Center for Molecular Parasitology, Institute for Molecular Medicine and Infectious Disease, Department of Microbiology and Immunology, Drexel University College of Medicine, Philadelphia, PA, United States of America.
Department of Biochemistry and Molecular Biology, The Huck Center for Malaria Research, Pennsylvania State University, University Park, Pennsylvania, United States of America.
PLoS One. 2022 Aug 19;17(8):e0273357. doi: 10.1371/journal.pone.0273357. eCollection 2022.
Despite ongoing efforts to control malaria infection, progress in lowering the number of deaths and infections appears to have stalled. The continued high incidence of malaria infection and mortality is in part due to emergence of parasites resistant to frontline antimalarials. This highlights the need for continued identification of novel protein drug targets. Mitochondrial functions in Plasmodium falciparum, the deadliest species of human malaria parasite, are targets of validated antimalarials including atovaquone and proguanil (Malarone). Thus, there has been great interest in identifying other essential mitochondrial proteins as candidates for novel drug targets. Garnering an increased understanding of the proteomic landscape inside the P. falciparum mitochondrion will also allow us to learn about the basic biology housed within this unique organelle. We employed a proximity biotinylation technique and mass spectrometry to identify novel P. falciparum proteins putatively targeted to the mitochondrion. We fused the leader sequence of a mitochondrially targeted chaperone, Hsp60, to the promiscuous biotin ligase TurboID. Through these experiments, we generated a list of 122 "putative mitochondrial" proteins. To verify whether these proteins were indeed mitochondrial, we chose five candidate proteins of interest for localization studies using ectopic expression and tagging of each full-length protein.

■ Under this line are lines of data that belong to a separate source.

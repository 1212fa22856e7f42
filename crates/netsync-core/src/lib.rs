// # netsync-core
//
// Core library for network self-description and registrar nameserver sync.
//
// ## Architecture Overview
//
// This library provides the shared building blocks used by the provisioning hook:
// - **AddressSource**: Trait for discovering the caller's public address as a CIDR
// - **NameserverPublisher**: Trait for pushing a zone's nameservers to a registrar
// - **HttpTransport**: Seam between the subsystems and the network (reqwest or a mock)
// - **AuditLog**: Append-only paper trail of outbound registrar traffic
// - **RegistrarRegistry**: Plugin-based registry for registrar implementations
//
// ## Design Principles
//
// 1. **Never abort provisioning**: Address discovery degrades to `0.0.0.0/0`,
//    nameserver publication logs and returns
// 2. **Explicit instances**: Resolvers own their cache, no process-wide singletons
// 3. **Plugin-Based**: Registrars are registered dynamically, no hard-coded if-else
// 4. **Library-First**: All functionality can be used as a library

pub mod audit;
pub mod cache;
pub mod config;
pub mod error;
pub mod registry;
pub mod traits;
pub mod transport;

// Re-export core types for convenience
pub use audit::AuditLog;
pub use cache::CachedAddress;
pub use config::{BackoffConfig, EndpointSpec, IpExtractor, RegistrarConfig, ResolutionConfig};
pub use error::{Error, Result};
pub use registry::RegistrarRegistry;
pub use traits::{AddressSource, HttpTransport, NameserverPublisher};
pub use transport::ReqwestTransport;

/// CIDR returned whenever the public address cannot (or must not) be determined.
///
/// Means "unrestricted / unknown".
pub const UNRESTRICTED_CIDR: &str = "0.0.0.0/0";
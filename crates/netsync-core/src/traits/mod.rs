//! Core traits for the netsync subsystems
//!
//! This module defines the abstract interfaces that all implementations must follow.
//!
//! - [`AddressSource`]: Discover the caller's public address
//! - [`NameserverPublisher`]: Push a zone's nameservers to a registrar
//! - [`HttpTransport`]: Issue one HTTP request and return the full response

pub mod address_source;
pub mod nameserver_publisher;
pub mod transport;

pub use address_source::AddressSource;
pub use nameserver_publisher::{
    NameserverPublisher, NameserverPublisherFactory, PublishOutcome, RegistrarCredentials,
};
pub use transport::{HttpMethod, HttpRequest, HttpResponse, HttpTransport};
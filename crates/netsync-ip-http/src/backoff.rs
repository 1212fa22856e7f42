//! Delay between resolution passes
//!
//! Jittered exponential backoff keeps repeated passes from hammering public
//! lookup services.

use netsync_core::BackoffConfig;
use std::time::Duration;

/// Delay to wait before pass `pass` (0-based)
///
/// The first pass never waits. Pass `n` waits
/// `min(base * 2^(n-1), max)` minus a random share of up to `jitter_factor`.
pub fn delay_before_pass(pass: usize, config: &BackoffConfig) -> Duration {
    if pass == 0 {
        return Duration::ZERO;
    }

    let exponent = (pass - 1).min(16) as u32;
    let capped_ms = config
        .base_delay_ms
        .saturating_mul(1u64 << exponent)
        .min(config.max_delay_ms);

    let jitter_factor = config.jitter_factor.clamp(0.0, 1.0);
    let jitter_ms = (capped_ms as f64 * jitter_factor * fastrand::f64()) as u64;

    Duration::from_millis(capped_ms.saturating_sub(jitter_ms))
}
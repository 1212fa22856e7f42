//! Time-boxed cache entry for a discovered address
//!
//! Timestamps use `tokio::time::Instant` so paused-clock tests can move past
//! the TTL without sleeping.

use std::time::Duration;
use tokio::time::Instant;

/// Default validity window for a discovered address (15 minutes)
pub const DEFAULT_CACHE_TTL: Duration = Duration::from_secs(15 * 60);

/// A discovered address and when it was fetched
///
/// An entry is only ever written after a successful resolution. Failed
/// resolutions leave the previous entry (if any) untouched.
#[derive(Debug, Clone, PartialEq, Eq)]
pub struct CachedAddress {
    /// CIDR string, absent until the first success
    pub value: Option<String>,
    /// When `value` was fetched
    pub fetched_at: Instant,
    /// How long `value` stays valid
    pub ttl: Duration,
}

impl CachedAddress {
    /// Create an entry fetched now
    pub fn new(value: impl Into<String>, ttl: Duration) -> Self {
        Self {
            value: Some(value.into()),
            fetched_at: Instant::now(),
            ttl,
        }
    }

    /// Whether the entry may be served at `now`
    pub fn is_valid_at(&self, now: Instant) -> bool {
        self.value.is_some() && now.saturating_duration_since(self.fetched_at) < self.ttl
    }

    /// The cached value if it is still valid
    pub fn get(&self) -> Option<&str> {
        if self.is_valid_at(Instant::now()) {
            self.value.as_deref()
        } else {
            None
        }
    }
}
//! Error types for the netsync subsystems
//!
//! Most of these never leave the crate boundary: the address resolver and the
//! nameserver publisher recover from them internally. The only variant callers
//! are expected to handle is [`Error::BridgeTimeout`].

use std::time::Duration;
use thiserror::Error;

/// Result type alias for netsync operations
pub type Result<T> = std::result::Result<T, Error>;

/// Core error type for the netsync subsystems
#[derive(Error, Debug)]
pub enum Error {
    /// A lookup endpoint did not answer within the per-attempt timeout
    #[error("Timeout after {timeout_ms}ms waiting for {endpoint}")]
    EndpointTimeout {
        /// Endpoint URL
        endpoint: String,
        /// Per-attempt timeout that elapsed
        timeout_ms: u64,
    },

    /// A lookup endpoint answered but no address could be extracted
    #[error("Failed to parse address from {endpoint}: {message}")]
    EndpointParse {
        /// Endpoint URL
        endpoint: String,
        /// What was wrong with the response
        message: String,
    },

    /// Every endpoint failed on every pass
    #[error("All endpoints failed after {passes} pass(es) and {attempts} attempt(s)")]
    AllEndpointsExhausted {
        /// Passes completed
        passes: usize,
        /// Individual endpoint attempts made
        attempts: usize,
    },

    /// The blocking bridge gave up waiting for the resolver
    #[error("Timeout exceeded {}ms waiting for address resolution", .waited.as_millis())]
    BridgeTimeout {
        /// How long the caller was blocked
        waited: Duration,
    },

    /// Registrar API key or secret was not provided
    #[error("API key or secret is missing!")]
    CredentialMissing,

    /// No nameservers were given to publish
    #[error("No nameservers provided for update!")]
    NoNameservers,

    /// The domain cannot be placed in a registrar request path
    #[error("Invalid domain name: {0}")]
    InvalidDomain(String),

    /// The registrar answered with a non-success status
    #[error("Failed to update {registrar} nameservers: {body}")]
    RemoteUpdate {
        /// Registrar display name
        registrar: &'static str,
        /// HTTP status code
        status: u16,
        /// Response body
        body: String,
    },

    /// Connection, TLS or protocol failure below the HTTP status level
    #[error("Transport error: {0}")]
    Transport(String),

    /// Configuration errors
    #[error("Configuration error: {0}")]
    Config(String),

    /// Local I/O errors (audit log)
    #[error("I/O error: {0}")]
    Io(#[from] std::io::Error),

    /// JSON serialization/deserialization errors
    #[error("JSON error: {0}")]
    Json(#[from] serde_json::Error),
}

impl Error {
    /// Create an endpoint timeout error
    pub fn endpoint_timeout(endpoint: impl Into<String>, timeout: Duration) -> Self {
        Self::EndpointTimeout {
            endpoint: endpoint.into(),
            timeout_ms: timeout.as_millis() as u64,
        }
    }

    /// Create an endpoint parse error
    pub fn endpoint_parse(endpoint: impl Into<String>, message: impl Into<String>) -> Self {
        Self::EndpointParse {
            endpoint: endpoint.into(),
            message: message.into(),
        }
    }

    /// Create a bridge timeout error
    pub fn bridge_timeout(waited: Duration) -> Self {
        Self::BridgeTimeout { waited }
    }

    /// Create a remote update error
    pub fn remote_update(registrar: &'static str, status: u16, body: impl Into<String>) -> Self {
        Self::RemoteUpdate {
            registrar,
            status,
            body: body.into(),
        }
    }

    /// Create a transport error
    pub fn transport(msg: impl Into<String>) -> Self {
        Self::Transport(msg.into())
    }

    /// Create a configuration error
    pub fn config(msg: impl Into<String>) -> Self {
        Self::Config(msg.into())
    }

}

This allowed us to localize four candidate proteins of unknown function to the mitochondrion, three of which have previously been assessed to be essential. We suggest that phenotypic characterization of these and other proteins from this list of 122 could be fruitful in understanding the basic mitochondrial biology of these parasites and aid antimalarial drug discovery efforts.
尽管一直在努力控制疟疾感染,但降低死亡和感染人数的进展似乎已经停滞。疟疾感染和死亡率持续居高不下的部分原因是寄生虫对一线抗疟药物产生了耐药性。这突出表明需要继续确定新的蛋白质药物靶点。恶性疟原虫(恶性疟原虫)的线粒体功能是已验证的抗疟药物的靶点,包括阿托伐醌和丙氨嘧啶(Malarone)。因此,人们一直对鉴定其他必需的线粒体蛋白作为新的药物靶点很感兴趣。增加对恶性疟原虫线粒体内部蛋白质组景观的了解,也将使我们能够了解这个独特细胞器内的基本生物学。我们采用了一种邻近生物素化技术和质谱法来鉴定新的恶性疟原虫蛋白,这些蛋白可能靶向线粒体。我们将一个靶向线粒体的伴侣蛋白 Hsp60 的前导序列与广谱生物素连接酶 TurboID 融合。通过这些实验,我们生成了一份 122 种“假定线粒体”蛋白的列表。为了验证这些蛋白是否确实是线粒体蛋白,我们选择了五个感兴趣的候选蛋白进行异位表达和全长蛋白的标记定位研究。这使我们能够将四个未知功能的候选蛋白定位到线粒体,其中三个以前被评估为必需的。我们认为,对这些蛋白和该列表中的其他蛋白进行表型特征分析可能有助于理解这些寄生虫的基本线粒体生物学,并有助于抗疟药物的发现工作。